I am a nerd, you geeks! And I have a lava lamp!

This nerd thing going on is really bugging me. I went back and re-did the test, changing only 2 or 3 answers to what I did before (not lying, just taking the other one of two possibly correct answers) and got a much higher score:

I am nerdier than 77% of all people. Are you nerdier? Click here to find out!

I agree with Jim that the quiz is not really measuring nerdiness so well. I'd argue that it actually measures geekiness instead. The questions are all about computers, math and Star Trek! And others have added Tolkien and slide-rules to the mix.
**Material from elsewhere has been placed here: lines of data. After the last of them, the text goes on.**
//! Time sources.
//!
//! Window arithmetic in the guard is driven by a [`Clock`] so that replay
//! windows can be exercised deterministically. Production code uses
//! [`SystemClock`]; tests drive a [`ManualClock`].

use crate::Timestamp;
use chrono::Utc;
use std::sync::{Arc, RwLock};
use std::time::Duration;

/// Source of the current time.
pub trait Clock: Send + Sync {
    fn now(&self) -> Timestamp;
}

/// Wall clock in UTC.
#[derive(Debug, Clone, Copy, Default)]
pub struct SystemClock;

impl Clock for SystemClock {
    fn now(&self) -> Timestamp {
        Utc::now()
    }
}

/// Manually advanced clock. Clones share the same instant.
#[derive(Debug, Clone)]
pub struct ManualClock {
    now: Arc<RwLock<Timestamp>>,
}

impl ManualClock {
    pub fn new(start: Timestamp) -> Self {
        Self {
            now: Arc::new(RwLock::new(start)),
        }
    }

    /// Move the clock forward.
    pub fn advance(&self, by: Duration) {
        let mut now = self.now.write().unwrap_or_else(|e| e.into_inner());
        if let Some(next) = chrono::Duration::from_std(by)
            .ok()
            .and_then(|by| now.checked_add_signed(by))
        {
            *now = next;
        }
    }

    pub fn set(&self, instant: Timestamp) {
        *self.now.write().unwrap_or_else(|e| e.into_inner()) = instant;
    }
}

impl Default for ManualClock {
    fn default() -> Self {
        Self::new(Utc::now())
    }
}

impl Clock for ManualClock {
    fn now(&self) -> Timestamp {
        *self.now.read().unwrap_or_else(|e| e.into_inner())
    }
}

impl<C: Clock + ?Sized> Clock for Arc<C> {
    fn now(&self) -> Timestamp {
        (**self).now()
    }
}
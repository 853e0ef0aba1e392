//! Service orders and spare-part inventory.

use crate::error::{OrderError, UpkeepResult, ValidationError};
use crate::idempotency::RequestId;
use crate::sku::Sku;
use crate::Timestamp;
use serde::{Deserialize, Serialize};
use std::collections::{BTreeMap, BTreeSet, HashMap};
use std::fmt;
use std::str::FromStr;

/// Maximum spare-part name length (`spare_parts.name`).
pub const MAX_SPARE_PART_NAME_LEN: usize = 150;

/// Page size used when a listing does not ask for one.
pub const DEFAULT_PAGE_LIMIT: u32 = 10;

// ============================================================================
// STATUS
// ============================================================================

/// Lifecycle status of a service order.
#[derive(Debug, Clone, Copy, PartialEq, Eq, Hash, Default, Serialize, Deserialize)]
#[serde(rename_all = "snake_case")]
pub enum ServiceOrderStatus {
    #[default]
    Pending,
    InProgress,
    Completed,
    Cancelled,
}

impl ServiceOrderStatus {
    pub fn as_str(&self) -> &'static str {
        match self {
            ServiceOrderStatus::Pending => "pending",
            ServiceOrderStatus::InProgress => "in_progress",
            ServiceOrderStatus::Completed => "completed",
            ServiceOrderStatus::Cancelled => "cancelled",
        }
    }
}

impl fmt::Display for ServiceOrderStatus {
    fn fmt(&self, f: &mut fmt::Formatter<'_>) -> fmt::Result {
        f.write_str(self.as_str())
    }
}

impl FromStr for ServiceOrderStatus {
    type Err = ValidationError;

    fn from_str(s: &str) -> Result<Self, Self::Err> {
        match s {
            "pending" => Ok(ServiceOrderStatus::Pending),
            "in_progress" => Ok(ServiceOrderStatus::InProgress),
            "completed" => Ok(ServiceOrderStatus::Completed),
            "cancelled" => Ok(ServiceOrderStatus::Cancelled),
            other => Err(ValidationError::invalid(
                "status",
                format!("unknown service order status '{}'", other),
            )),
        }
    }
}

// ============================================================================
// SPARE PARTS
// ============================================================================

/// A stocked spare part. Prices are integer cents.
#[derive(Debug, Clone, PartialEq, Eq, Serialize, Deserialize)]
pub struct SparePart {
    pub id: i64,
    pub name: String,
    pub sku: Sku,
    pub price_cents: i64,
    pub stock: i32,
    pub category_id: Option<i64>,
    pub created_at: Timestamp,
    pub updated_at: Option<Timestamp>,
}

/// Input for registering a spare part.
#[derive(Debug, Clone, PartialEq, Eq, Serialize, Deserialize)]
pub struct NewSparePart {
    pub name: String,
    pub sku: String,
    pub price_cents: i64,
    #[serde(default)]
    pub stock: i32,
    #[serde(default)]
    pub category_id: Option<i64>,
}

impl NewSparePart {
    /// Validate the input, returning the parsed SKU.
    pub fn validate(&self) -> Result<Sku, ValidationError> {
        if self.name.trim().is_empty() {
            return Err(ValidationError::RequiredFieldMissing {
                field: "name".to_string(),
            });
        }
        if self.name.chars().count() > MAX_SPARE_PART_NAME_LEN {
            return Err(ValidationError::TooLong {
                field: "name".to_string(),
                max: MAX_SPARE_PART_NAME_LEN,
            });
        }
        if self.price_cents < 0 {
            return Err(ValidationError::invalid("price_cents", "must not be negative"));
        }
        if self.stock < 0 {
            return Err(ValidationError::invalid("stock", "must not be negative"));
        }
        Sku::parse(&self.sku)
    }
}

/// Partial update of a spare part. Absent fields keep their current value.
#[derive(Debug, Clone, Copy, Default, PartialEq, Eq, Serialize, Deserialize)]
pub struct SparePartUpdate {
    #[serde(default)]
    pub price_cents: Option<i64>,
    #[serde(default)]
    pub stock: Option<i32>,
}

impl SparePartUpdate {
    /// Restock to `stock` units, keeping the price.
    pub fn restock(stock: i32) -> Self {
        Self {
            stock: Some(stock),
            ..Self::default()
        }
    }

    pub fn validate(&self) -> Result<(), ValidationError> {
        if self.price_cents.is_none() && self.stock.is_none() {
            return Err(ValidationError::invalid(
                "spare_part",
                "No fields to update provided",
            ));
        }
        if self.price_cents.is_some_and(|price| price < 0) {
            return Err(ValidationError::invalid("price_cents", "must not be negative"));
        }
        if self.stock.is_some_and(|stock| stock < 0) {
            return Err(ValidationError::invalid("stock", "must not be negative"));
        }
        Ok(())
    }
}

/// Offset pagination for listings, ordered by id.
#[derive(Debug, Clone, Copy, PartialEq, Eq, Serialize, Deserialize)]
pub struct PageRequest {
    /// Number of records to skip.
    #[serde(default)]
    pub skip: u32,
    /// Maximum number of records to return.
    #[serde(default = "default_page_limit")]
    pub limit: u32,
}

fn default_page_limit() -> u32 {
    DEFAULT_PAGE_LIMIT
}

impl PageRequest {
    pub fn new(skip: u32, limit: u32) -> Self {
        Self { skip, limit }
    }
}

impl Default for PageRequest {
    fn default() -> Self {
        Self::new(0, DEFAULT_PAGE_LIMIT)
    }
}

// ============================================================================
// ORDERS
// ============================================================================

/// A line of a service order. `unit_price_cents` is the part price at order time.
#[derive(Debug, Clone, PartialEq, Eq, Serialize, Deserialize)]
pub struct ServiceOrderItem {
    pub id: i64,
    pub order_id: i64,
    pub spare_part_id: i64,
    pub quantity: i32,
    pub unit_price_cents: i64,
    pub created_at: Timestamp,
}

/// A maintenance service order.
#[derive(Debug, Clone, PartialEq, Eq, Serialize, Deserialize)]
pub struct ServiceOrder {
    pub id: i64,
    pub request_id: RequestId,
    pub status: ServiceOrderStatus,
    pub total_cents: i64,
    pub items: Vec<ServiceOrderItem>,
    pub created_at: Timestamp,
    pub updated_at: Option<Timestamp>,
}

/// Requested line of a new order.
#[derive(Debug, Clone, Copy, PartialEq, Eq, Serialize, Deserialize)]
pub struct CreateServiceOrderItem {
    pub spare_part_id: i64,
    pub quantity: i32,
}

/// Request to create a service order.
#[derive(Debug, Clone, PartialEq, Eq, Serialize, Deserialize)]
pub struct CreateServiceOrder {
    pub request_id: String,
    pub items: Vec<CreateServiceOrderItem>,
}

impl CreateServiceOrder {
    /// Validate the request shape, returning the parsed request id.
    pub fn validate(&self) -> Result<RequestId, ValidationError> {
        let request_id = RequestId::parse(self.request_id.clone())?;
        if self.items.is_empty() {
            return Err(ValidationError::invalid("items", "at least one item is required"));
        }
        if let Some(item) = self.items.iter().find(|item| item.quantity <= 0) {
            return Err(ValidationError::invalid(
                "quantity",
                format!(
                    "must be greater than 0 (spare part {} requested {})",
                    item.spare_part_id, item.quantity
                ),
            ));
        }
        Ok(request_id)
    }
}

// ============================================================================
// PRICING
// ============================================================================

/// A priced order line, ready to be written.
#[derive(Debug, Clone, Copy, PartialEq, Eq)]
pub struct OrderLine {
    pub spare_part_id: i64,
    pub quantity: i32,
    pub unit_price_cents: i64,
}

/// Result of pricing a request against current inventory.
#[derive(Debug, Clone, PartialEq, Eq)]
pub struct PricedOrder {
    pub lines: Vec<OrderLine>,
    pub total_cents: i64,
    /// Quantity to subtract from each spare part's stock.
    pub stock_deductions: BTreeMap<i64, i32>,
}

/// Price `items` against `parts` and check stock.
///
/// Every referenced part must be present in `parts`. Stock is compared with
/// the summed quantity per part, so a request listing the same part twice
/// cannot overdraw it.
pub fn price_order(
    items: &[CreateServiceOrderItem],
    parts: &HashMap<i64, SparePart>,
) -> UpkeepResult<PricedOrder> {
    let missing: Vec<i64> = items
        .iter()
        .map(|item| item.spare_part_id)
        .filter(|id| !parts.contains_key(id))
        .collect::<BTreeSet<_>>()
        .into_iter()
        .collect();
    if !missing.is_empty() {
        return Err(OrderError::SparePartsNotFound { ids: missing }.into());
    }

    let mut requested: BTreeMap<i64, i64> = BTreeMap::new();
    for item in items {
        *requested.entry(item.spare_part_id).or_default() += i64::from(item.quantity);
    }

    let mut stock_deductions = BTreeMap::new();
    for (&spare_part_id, &quantity) in &requested {
        let part = &parts[&spare_part_id];
        if i64::from(part.stock) < quantity {
            return Err(OrderError::InsufficientStock {
                spare_part_id,
                name: part.name.clone(),
                sku: part.sku.to_string(),
                available: part.stock,
                requested: quantity,
            }
            .into());
        }
        // Bounded by `part.stock`, so it fits.
        stock_deductions.insert(spare_part_id, quantity as i32);
    }

    let mut lines = Vec::with_capacity(items.len());
    let mut total_cents: i64 = 0;
    for item in items {
        let unit_price_cents = parts[&item.spare_part_id].price_cents;
        total_cents = unit_price_cents
            .checked_mul(i64::from(item.quantity))
            .and_then(|line| total_cents.checked_add(line))
            .ok_or_else(|| ValidationError::Overflow {
                field: "total_cents".to_string(),
            })?;
        lines.push(OrderLine {
            spare_part_id: item.spare_part_id,
            quantity: item.quantity,
            unit_price_cents,
        });
    }

    Ok(PricedOrder {
        lines,
        total_cents,
        stock_deductions,
    })
}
I can barely figure out HTML after two years of blogging. Yeah, I played Pong with another friend when I was a kid, and my girlfriend got a brand new Commodore 64 for her birthday in 1984 on which we played Chutes and Ladders. Back in 1980, a good friend of mine had a Sinclair ZX Spectrum. I used to go there and play Hobbit on the computer, but never bothered to learn anything about the way the machine works - it just did not interest me at the time and now I am kicking my own ass for not realizing how important it was to become. If I studied with my friend, I would have grown into an uber-geek and would probably be rich today. Now he really was a geek - back then he despised BASIC and did all his programing in machine language - typing zeroes and ones - and he made a program about a year later that transcribed music played on a keyboard into sheet music! So, I am not a computer geek.

I did great in math back in school. I went to math competitions every year and often progressed from school to city to county to state level (never made it to federal, though). In high school (9th grade) my math teacher was one of those math geniuses who used to represent the country at Math Olympics. He was a horrible person and a horrible teacher but he liked me because I was good at finding short, elegant solutions to problems, and did not need extra time and repetitions to understand the new material. But, the next two years I had a math teacher who was too stupid to understand what I did when I employed shortcuts and elegant solutions and forced me to go the pedestrian way (30 lines of calculations instead of three). We fought over it and I was, being a teenager, openly voicing my opinions of her intelligence and her understanding of mathematics. In the end, she soured me for math for good. Many years later, I took an upper-graduate level course in modelling biological oscillations. It was over my head, but the course did for me what I intended, i.e., not to learn to make models myself, but to understand what other people are doing when they publish their own models. So, I am not a math geek.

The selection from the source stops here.